▸ **Exercise details**
Below are records; copy every line in them that holds the word "AppConfig".

▸ **Dataset records**
■ ■ ■ ■ ■ ■ ■

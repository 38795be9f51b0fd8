// Web server for the submission and admin surface

use axum::http::{header, Method};
use log::{error, info};
use std::net::SocketAddr;
use tokio::sync::watch;
use tower_http::cors::{Any, CorsLayer};
use tower_http::trace::TraceLayer;

use crate::config::AppConfig;

use super::routes::{create_router, AppState};

/// Start the HTTP server; returns when the shutdown signal flips.
pub async fn start_server(config: &AppConfig, state: AppState, mut shutdown: watch::Receiver<bool>) {
    // Configure CORS
    let cors = CorsLayer::new()
        .allow_methods([Method::GET, Method::POST, Method::DELETE, Method::OPTIONS])
        .allow_headers([header::CONTENT_TYPE, header::ACCEPT])
        .allow_origin(Any);

    let app = create_router(state)
        .layer(TraceLayer::new_for_http())
        .layer(cors);

    let addr = SocketAddr::from(([0, 0, 0, 0], config.api.port));
    info!("Starting web server on http://localhost:{}", config.api.port);

    let listener = match tokio::net::TcpListener::bind(&addr).await {
        Ok(listener) => listener,
        Err(e) => {
            error!("Failed to bind {}: {}", addr, e);
            return;
        }
    };

    let result = axum::serve(listener, app)
        .with_graceful_shutdown(async move {
            let _ = shutdown.changed().await;
        })
        .await;

    if let Err(e) = result {
        error!("Web server error: {}", e);
    }
}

■ ■ ■ ■ ■ ■ ■

▸ **Task response**
use crate::config::AppConfig;
pub async fn start_server(config: &AppConfig, state: AppState, mut shutdown: watch::Receiver<bool>) {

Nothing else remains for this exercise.